Materials and methods

Materials

18β-GA (purity 98%), 18α-GA (purity ≥98%) and Cou6 (purity 98%) were obtained from J&K Scientific Ltd. (Beijing, China). 3-Ace-GA, 11-Deo-GA and FITC-GA were synthesized and characterized in our laboratory. DSPE-PEG₂₀₀₀ (DSPE-PEG, purity ≥97%) and DSPE-PEG₂₀₀₀-NH₂ (DSPE-PEG-NH₂, purity ≥95%) were bought from AVT Pharmaceutical Co., Ltd (Shanghai, China). Soybean phospholipid (for injection, phosphatidylcholine ≥85%) and cholesterol (purity ≥98%) were from Tywei Pharmaceutical Co. (Shanghai, China). DiR was from AAT Bioquest Int. (Sunnyvale, CA, USA). RIPA lysis buffer, BCA protein assay kit and Hoechst 33258 were from Beyotime Institute of Biotechnology (Shanghai, China).

Human HCC (HepG2) cells and mouse ascites hepatoma (H22) cells were obtained from Cell Bank of Chinese Academy of Sciences (Shanghai, China). HepG2 cells were cultured in Dulbecco’s Modified Eagle’s Medium (DMEM; Invitrogen, Carlsbad, CA, USA) with 10% fetal bovine serum (FBS; Gibco, Waltham, MA, USA). H22 cells were cultured and passaged in Kunming mouse ascites. Male BALB/c nude mice (20±2 g), supplied by the Department of Experimental Animals, Shenyang Pharmaceutical University (Shenyang, China), were acclimated under specific-pathogen-free conditions in the central animal facility of the university. All animal experiments were approved by the Ethics Committee of the Shenyang Pharmaceutical University and were carried out in accordance with the guidelines evaluated and approved by the ethics committee of Shenyang Pharmaceutical University.
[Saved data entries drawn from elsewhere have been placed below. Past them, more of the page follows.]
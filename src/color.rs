use std::collections::BTreeMap;

use eframe::egui::Color32;
use palette::{Hsl, IntoColor, LinSrgb, Mix, Srgb};
use serde::{Serialize, Serializer};

// ---------------------------------------------------------------------------
// Rgb – serializable colour used by the view specifications
// ---------------------------------------------------------------------------

/// 8-bit sRGB colour. Serializes as a `#rrggbb` string.
#[derive(Debug, Clone, Copy, PartialEq, Eq)]
pub struct Rgb(pub u8, pub u8, pub u8);

impl Rgb {
    pub const GRAY: Rgb = Rgb(160, 160, 160);

    pub fn to_hex(self) -> String {
        format!("#{:02x}{:02x}{:02x}", self.0, self.1, self.2)
    }

    fn from_srgb(rgb: Srgb) -> Self {
        let channel = |c: f32| (c.clamp(0.0, 1.0) * 255.0).round() as u8;
        Rgb(channel(rgb.red), channel(rgb.green), channel(rgb.blue))
    }

    fn to_linear(self) -> LinSrgb {
        Srgb::new(
            f32::from(self.0) / 255.0,
            f32::from(self.1) / 255.0,
            f32::from(self.2) / 255.0,
        )
        .into_linear()
    }
}

impl From<Rgb> for Color32 {
    fn from(c: Rgb) -> Self {
        Color32::from_rgb(c.0, c.1, c.2)
    }
}

impl Serialize for Rgb {
    fn serialize<S: Serializer>(&self, serializer: S) -> Result<S::Ok, S::Error> {
        serializer.serialize_str(&self.to_hex())
    }
}

// ---------------------------------------------------------------------------
// Categorical palette
// ---------------------------------------------------------------------------

/// Generates `n` visually distinct colours using evenly spaced hues.
pub fn generate_palette(n: usize) -> Vec<Rgb> {
    (0..n)
        .map(|i| {
            let hue = (i as f32 / n as f32) * 360.0;
            let hsl = Hsl::new(hue, 0.75, 0.55);
            Rgb::from_srgb(hsl.into_color())
        })
        .collect()
}

/// Maps each city to a distinct colour, stable across selections.
#[derive(Debug, Clone)]
pub struct CityColors {
    mapping: BTreeMap<String, Rgb>,
}

impl CityColors {
    /// Build the mapping over the full city option list.
    pub fn new(cities: &[String]) -> Self {
        let mapping = cities
            .iter()
            .cloned()
            .zip(generate_palette(cities.len()))
            .collect();
        CityColors { mapping }
    }

    pub fn color_for(&self, city: &str) -> Rgb {
        self.mapping.get(city).copied().unwrap_or(Rgb::GRAY)
    }
}

// ---------------------------------------------------------------------------
// Continuous scale
// ---------------------------------------------------------------------------

const VIRIDIS: [Rgb; 10] = [
    Rgb(0x44, 0x01, 0x54),
    Rgb(0x48, 0x28, 0x78),
    Rgb(0x3e, 0x49, 0x89),
    Rgb(0x31, 0x68, 0x8e),
    Rgb(0x26, 0x82, 0x8e),
    Rgb(0x1f, 0x9e, 0x89),
    Rgb(0x35, 0xb7, 0x79),
    Rgb(0x6e, 0xce, 0x58),
    Rgb(0xb5, 0xde, 0x2b),
    Rgb(0xfd, 0xe7, 0x25),
];

/// Sample the Viridis scale at `t` in `[0, 1]`, interpolating in linear RGB.
pub fn viridis(t: f64) -> Rgb {
    let last = VIRIDIS.len() - 1;
    if t.is_nan() || t <= 0.0 {
        return VIRIDIS[0];
    }
    if t >= 1.0 {
        return VIRIDIS[last];
    }
    let pos = t * last as f64;
    let idx = pos.floor() as usize;
    let frac = (pos - idx as f64) as f32;
    let mixed = VIRIDIS[idx].to_linear().mix(VIRIDIS[idx + 1].to_linear(), frac);
    Rgb::from_srgb(mixed.into_color())
}

/// Linear map from a value range onto the Viridis scale.
#[derive(Debug, Clone, Copy, PartialEq, Serialize)]
pub struct ContinuousScale {
    pub min: f64,
    pub max: f64,
}

impl ContinuousScale {
    /// Span the given values; `None` when there are none.
    pub fn spanning(values: impl IntoIterator<Item = f64>) -> Option<Self> {
        values.into_iter().fold(None, |acc, v| {
            Some(match acc {
                None => ContinuousScale { min: v, max: v },
                Some(s) => ContinuousScale {
                    min: s.min.min(v),
                    max: s.max.max(v),
                },
            })
        })
    }

    /// Colour for `value`; a degenerate range maps to the scale midpoint.
    pub fn color_for(&self, value: f64) -> Rgb {
        let range = self.max - self.min;
        if range.abs() < f64::EPSILON {
            return viridis(0.5);
        }
        viridis((value - self.min) / range)
    }
}

#[cfg(test)]
mod tests {
    use super::*;

    #[test]
    fn palette_has_requested_size() {
        assert!(generate_palette(0).is_empty());
        let colors = generate_palette(6);
        assert_eq!(colors.len(), 6);
        assert_ne!(colors[0], colors[3]);
    }

    #[test]
    fn city_colors_fall_back_to_gray() {
        let colors = CityColors::new(&["Oslo".to_string(), "Lima".to_string()]);
        assert_ne!(colors.color_for("Oslo"), colors.color_for("Lima"));
        assert_eq!(colors.color_for("Atlantis"), Rgb::GRAY);
    }

    #[test]
    fn viridis_endpoints() {
        assert_eq!(viridis(0.0), Rgb(0x44, 0x01, 0x54));
        assert_eq!(viridis(1.0), Rgb(0xfd, 0xe7, 0x25));
        assert_eq!(viridis(-3.0), viridis(0.0));
        assert_eq!(viridis(f64::NAN), viridis(0.0));
    }

    #[test]
    fn scale_maps_range_onto_viridis() {
        let scale = ContinuousScale::spanning([75.0, 80.0, 77.0]).unwrap();
        assert_eq!(scale, ContinuousScale { min: 75.0, max: 80.0 });
        assert_eq!(scale.color_for(75.0), viridis(0.0));
        assert_eq!(scale.color_for(80.0), viridis(1.0));

        let flat = ContinuousScale::spanning([81.0]).unwrap();
        assert_eq!(flat.color_for(81.0), viridis(0.5));
        assert!(ContinuousScale::spanning(std::iter::empty()).is_none());
    }

    #[test]
    fn rgb_serializes_as_hex() {
        assert_eq!(
            serde_json::to_string(&Rgb(0x44, 0x01, 0x54)).unwrap(),
            "\"#440154\""
        );
    }
}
Competition of binding sites

Approximately 2.5×10⁶ HepG2 cells were seeded into 6-well culture plates. After the cells have covered the plates, the medium was removed and the cells were washed with PBS and DMEM (without FBS) successively. The cells were treated with a series concentrations of 18β-GA, 18α-GA, 3-Ace-GA, 11-Deo-GA and FITC-GA in DMEM for 2 h at 37°C. Then, FITC-GA was added to a final concentration of 100 nM. After co-incubation for 2 h at 37°C, the cells were washed with chilled PBS and lysed with 100 μL of lysis buffer in ice bath. The cell lysate was harvested, shaken and centrifuged (1.2×10⁴ rpm for 10 min) at 4°C. The fluorescence intensity of the supernatant was measured (λ_ex =490 nm, λ_em =520 nm) with the Varioskan Flash Spectral Scanning Multimode Reader (Thermo Fisher Scientific, Waltham, MA, USA). The fluorescence intensity was normalized with respect to the cells’ protein content, which was determined with a BCA protein assay kit. The fluorescence intensity of different GA derivatives with FITC-GA samples and the only FITC-GA samples normalized with the content of protein in the cells was calculated as the specific binding (B) and maximum binding (B₀), respectively. The competitive curve fitting was constructed by GraphPad Prism 5.0 (GraphPad Software, La Jolla, CA, USA) software with concentration as x-axis and specific binding ratio (B/B₀) as y-axis.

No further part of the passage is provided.